▶ [To do]: Print the complete set of entries exactly.

▶ [Saved entries]:
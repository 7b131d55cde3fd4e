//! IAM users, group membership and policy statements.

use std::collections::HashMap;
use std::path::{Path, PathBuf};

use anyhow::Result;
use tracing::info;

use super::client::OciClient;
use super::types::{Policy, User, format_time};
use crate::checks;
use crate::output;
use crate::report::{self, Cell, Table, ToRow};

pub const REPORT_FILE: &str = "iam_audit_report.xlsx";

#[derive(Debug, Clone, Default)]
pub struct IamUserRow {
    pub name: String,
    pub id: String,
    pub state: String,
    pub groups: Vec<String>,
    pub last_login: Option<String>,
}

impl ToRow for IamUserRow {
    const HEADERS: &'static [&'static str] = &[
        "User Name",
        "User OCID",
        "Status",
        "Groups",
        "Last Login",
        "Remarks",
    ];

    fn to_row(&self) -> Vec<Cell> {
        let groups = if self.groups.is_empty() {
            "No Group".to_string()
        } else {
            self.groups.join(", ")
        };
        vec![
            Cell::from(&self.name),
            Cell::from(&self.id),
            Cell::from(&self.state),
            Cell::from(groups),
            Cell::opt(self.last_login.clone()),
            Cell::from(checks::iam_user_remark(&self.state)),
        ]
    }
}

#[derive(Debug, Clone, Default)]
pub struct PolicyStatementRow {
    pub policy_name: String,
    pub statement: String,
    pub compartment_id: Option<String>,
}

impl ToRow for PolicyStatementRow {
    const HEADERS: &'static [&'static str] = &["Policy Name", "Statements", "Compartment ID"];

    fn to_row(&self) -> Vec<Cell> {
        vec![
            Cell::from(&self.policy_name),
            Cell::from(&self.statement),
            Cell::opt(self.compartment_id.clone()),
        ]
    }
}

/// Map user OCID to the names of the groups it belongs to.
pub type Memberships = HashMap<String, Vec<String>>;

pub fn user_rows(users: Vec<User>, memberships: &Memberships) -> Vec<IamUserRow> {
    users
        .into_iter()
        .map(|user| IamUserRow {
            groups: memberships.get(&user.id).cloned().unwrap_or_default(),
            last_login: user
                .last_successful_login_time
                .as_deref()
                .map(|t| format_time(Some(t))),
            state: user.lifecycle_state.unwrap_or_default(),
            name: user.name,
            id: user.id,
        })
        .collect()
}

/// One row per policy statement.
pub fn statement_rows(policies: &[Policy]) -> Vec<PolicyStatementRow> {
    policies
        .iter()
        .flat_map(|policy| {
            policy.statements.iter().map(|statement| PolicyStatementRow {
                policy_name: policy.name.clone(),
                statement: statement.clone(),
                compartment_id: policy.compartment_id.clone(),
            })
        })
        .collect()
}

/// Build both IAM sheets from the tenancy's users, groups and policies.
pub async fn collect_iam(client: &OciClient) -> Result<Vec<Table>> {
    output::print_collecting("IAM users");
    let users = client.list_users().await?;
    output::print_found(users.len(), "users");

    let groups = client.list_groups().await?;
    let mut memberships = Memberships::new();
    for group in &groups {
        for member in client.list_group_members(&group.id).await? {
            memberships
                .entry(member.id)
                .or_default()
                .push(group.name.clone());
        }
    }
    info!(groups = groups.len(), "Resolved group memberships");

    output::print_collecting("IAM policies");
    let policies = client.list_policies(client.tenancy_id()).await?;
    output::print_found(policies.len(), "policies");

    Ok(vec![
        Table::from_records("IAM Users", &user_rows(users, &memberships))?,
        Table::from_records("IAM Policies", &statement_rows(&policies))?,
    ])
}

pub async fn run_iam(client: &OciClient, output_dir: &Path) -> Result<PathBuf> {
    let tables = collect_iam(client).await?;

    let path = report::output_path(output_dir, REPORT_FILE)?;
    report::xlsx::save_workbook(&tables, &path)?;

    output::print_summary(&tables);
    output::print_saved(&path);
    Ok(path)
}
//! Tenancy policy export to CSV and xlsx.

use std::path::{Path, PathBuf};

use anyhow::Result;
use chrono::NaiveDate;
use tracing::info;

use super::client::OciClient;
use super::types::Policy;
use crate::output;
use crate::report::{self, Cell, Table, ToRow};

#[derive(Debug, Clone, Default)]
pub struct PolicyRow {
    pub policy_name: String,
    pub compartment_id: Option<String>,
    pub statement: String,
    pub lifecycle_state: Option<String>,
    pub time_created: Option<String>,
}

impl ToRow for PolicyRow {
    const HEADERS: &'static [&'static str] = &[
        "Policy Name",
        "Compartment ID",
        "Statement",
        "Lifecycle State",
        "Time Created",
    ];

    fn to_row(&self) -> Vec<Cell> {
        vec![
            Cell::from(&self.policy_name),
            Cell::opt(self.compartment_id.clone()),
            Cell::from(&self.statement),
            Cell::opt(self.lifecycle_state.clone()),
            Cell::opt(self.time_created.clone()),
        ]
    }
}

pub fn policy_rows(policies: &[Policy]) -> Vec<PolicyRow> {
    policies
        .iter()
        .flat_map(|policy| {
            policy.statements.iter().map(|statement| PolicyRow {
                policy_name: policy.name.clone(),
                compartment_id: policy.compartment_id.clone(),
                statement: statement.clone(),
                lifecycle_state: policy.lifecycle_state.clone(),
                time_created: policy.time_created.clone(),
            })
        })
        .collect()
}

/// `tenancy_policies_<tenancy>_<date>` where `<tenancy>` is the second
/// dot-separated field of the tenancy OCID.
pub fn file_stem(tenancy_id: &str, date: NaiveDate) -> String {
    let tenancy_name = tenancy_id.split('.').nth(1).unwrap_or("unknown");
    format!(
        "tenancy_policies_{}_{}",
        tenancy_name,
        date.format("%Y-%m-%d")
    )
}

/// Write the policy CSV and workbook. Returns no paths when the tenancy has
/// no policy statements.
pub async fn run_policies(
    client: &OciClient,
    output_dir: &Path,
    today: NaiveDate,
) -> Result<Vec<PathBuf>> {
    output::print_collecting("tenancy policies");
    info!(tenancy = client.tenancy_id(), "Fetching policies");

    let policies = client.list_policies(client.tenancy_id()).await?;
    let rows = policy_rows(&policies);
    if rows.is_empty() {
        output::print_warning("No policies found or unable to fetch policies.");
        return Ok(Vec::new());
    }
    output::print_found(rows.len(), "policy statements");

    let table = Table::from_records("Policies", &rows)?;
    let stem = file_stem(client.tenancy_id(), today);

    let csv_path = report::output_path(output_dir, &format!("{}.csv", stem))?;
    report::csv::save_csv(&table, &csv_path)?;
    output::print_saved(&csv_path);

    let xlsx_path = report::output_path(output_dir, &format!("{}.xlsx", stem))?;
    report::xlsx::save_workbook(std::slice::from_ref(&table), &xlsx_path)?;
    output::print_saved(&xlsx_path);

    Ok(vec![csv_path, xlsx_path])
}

▶ [Answer to this exercise]:
repository 7b131d55cde3fd4e
//! IAM users, group membership and policy statements.

use std::collections::HashMap;
use std::path::{Path, PathBuf};

use anyhow::Result;
use tracing::info;

use super::client::OciClient;
use super::types::{Policy, User, format_time};
use crate::checks;
use crate::output;
use crate::report::{self, Cell, Table, ToRow};

pub const REPORT_FILE: &str = "iam_audit_report.xlsx";

#[derive(Debug, Clone, Default)]
pub struct IamUserRow {
    pub name: String,
    pub id: String,
    pub state: String,
    pub groups: Vec<String>,
    pub last_login: Option<String>,
}

impl ToRow for IamUserRow {
    const HEADERS: &'static [&'static str] = &[
        "User Name",
        "User OCID",
        "Status",
        "Groups",
        "Last Login",
        "Remarks",
    ];

    fn to_row(&self) -> Vec<Cell> {
        let groups = if self.groups.is_empty() {
            "No Group".to_string()
        } else {
            self.groups.join(", ")
        };
        vec![
            Cell::from(&self.name),
            Cell::from(&self.id),
            Cell::from(&self.state),
            Cell::from(groups),
            Cell::opt(self.last_login.clone()),
            Cell::from(checks::iam_user_remark(&self.state)),
        ]
    }
}

#[derive(Debug, Clone, Default)]
pub struct PolicyStatementRow {
    pub policy_name: String,
    pub statement: String,
    pub compartment_id: Option<String>,
}

impl ToRow for PolicyStatementRow {
    const HEADERS: &'static [&'static str] = &["Policy Name", "Statements", "Compartment ID"];

    fn to_row(&self) -> Vec<Cell> {
        vec![
            Cell::from(&self.policy_name),
            Cell::from(&self.statement),
            Cell::opt(self.compartment_id.clone()),
        ]
    }
}

/// Map user OCID to the names of the groups it belongs to.
pub type Memberships = HashMap<String, Vec<String>>;

pub fn user_rows(users: Vec<User>, memberships: &Memberships) -> Vec<IamUserRow> {
    users
        .into_iter()
        .map(|user| IamUserRow {
            groups: memberships.get(&user.id).cloned().unwrap_or_default(),
            last_login: user
                .last_successful_login_time
                .as_deref()
                .map(|t| format_time(Some(t))),
            state: user.lifecycle_state.unwrap_or_default(),
            name: user.name,
            id: user.id,
        })
        .collect()
}

/// One row per policy statement.
pub fn statement_rows(policies: &[Policy]) -> Vec<PolicyStatementRow> {
    policies
        .iter()
        .flat_map(|policy| {
            policy.statements.iter().map(|statement| PolicyStatementRow {
                policy_name: policy.name.clone(),
                statement: statement.clone(),
                compartment_id: policy.compartment_id.clone(),
            })
        })
        .collect()
}

/// Build both IAM sheets from the tenancy's users, groups and policies.
pub async fn collect_iam(client: &OciClient) -> Result<Vec<Table>> {
    output::print_collecting("IAM users");
    let users = client.list_users().await?;
    output::print_found(users.len(), "users");

    let groups = client.list_groups().await?;
    let mut memberships = Memberships::new();
    for group in &groups {
        for member in client.list_group_members(&group.id).await? {
            memberships
                .entry(member.id)
                .or_default()
                .push(group.name.clone());
        }
    }
    info!(groups = groups.len(), "Resolved group memberships");

    output::print_collecting("IAM policies");
    let policies = client.list_policies(client.tenancy_id()).await?;
    output::print_found(policies.len(), "policies");

    Ok(vec![
        Table::from_records("IAM Users", &user_rows(users, &memberships))?,
        Table::from_records("IAM Policies", &statement_rows(&policies))?,
    ])
}

pub async fn run_iam(client: &OciClient, output_dir: &Path) -> Result<PathBuf> {
    let tables = collect_iam(client).await?;

    let path = report::output_path(output_dir, REPORT_FILE)?;
    report::xlsx::save_workbook(&tables, &path)?;

    output::print_summary(&tables);
    output::print_saved(&path);
    Ok(path)
}
//! Tenancy policy export to CSV and xlsx.

use std::path::{Path, PathBuf};

use anyhow::Result;
use chrono::NaiveDate;
use tracing::info;

use super::client::OciClient;
use super::types::Policy;
use crate::output;
use crate::report::{self, Cell, Table, ToRow};

#[derive(Debug, Clone, Default)]
pub struct PolicyRow {
    pub policy_name: String,
    pub compartment_id: Option<String>,
    pub statement: String,
    pub lifecycle_state: Option<String>,
    pub time_created: Option<String>,
}

impl ToRow for PolicyRow {
    const HEADERS: &'static [&'static str] = &[
        "Policy Name",
        "Compartment ID",
        "Statement",
        "Lifecycle State",
        "Time Created",
    ];

    fn to_row(&self) -> Vec<Cell> {
        vec![
            Cell::from(&self.policy_name),
            Cell::opt(self.compartment_id.clone()),
            Cell::from(&self.statement),
            Cell::opt(self.lifecycle_state.clone()),
            Cell::opt(self.time_created.clone()),
        ]
    }
}

pub fn policy_rows(policies: &[Policy]) -> Vec<PolicyRow> {
    policies
        .iter()
        .flat_map(|policy| {
            policy.statements.iter().map(|statement| PolicyRow {
                policy_name: policy.name.clone(),
                compartment_id: policy.compartment_id.clone(),
                statement: statement.clone(),
                lifecycle_state: policy.lifecycle_state.clone(),
                time_created: policy.time_created.clone(),
            })
        })
        .collect()
}

/// `tenancy_policies_<tenancy>_<date>` where `<tenancy>` is the second
/// dot-separated field of the tenancy OCID.
pub fn file_stem(tenancy_id: &str, date: NaiveDate) -> String {
    let tenancy_name = tenancy_id.split('.').nth(1).unwrap_or("unknown");
    format!(
        "tenancy_policies_{}_{}",
        tenancy_name,
        date.format("%Y-%m-%d")
    )
}

/// Write the policy CSV and workbook. Returns no paths when the tenancy has
/// no policy statements.
pub async fn run_policies(
    client: &OciClient,
    output_dir: &Path,
    today: NaiveDate,
) -> Result<Vec<PathBuf>> {
    output::print_collecting("tenancy policies");
    info!(tenancy = client.tenancy_id(), "Fetching policies");

    let policies = client.list_policies(client.tenancy_id()).await?;
    let rows = policy_rows(&policies);
    if rows.is_empty() {
        output::print_warning("No policies found or unable to fetch policies.");
        return Ok(Vec::new());
    }
    output::print_found(rows.len(), "policy statements");

    let table = Table::from_records("Policies", &rows)?;
    let stem = file_stem(client.tenancy_id(), today);

    let csv_path = report::output_path(output_dir, &format!("{}.csv", stem))?;
    report::csv::save_csv(&table, &csv_path)?;
    output::print_saved(&csv_path);

    let xlsx_path = report::output_path(output_dir, &format!("{}.xlsx", stem))?;
    report::xlsx::save_workbook(std::slice::from_ref(&table), &xlsx_path)?;
    output::print_saved(&xlsx_path);

    Ok(vec![csv_path, xlsx_path])
}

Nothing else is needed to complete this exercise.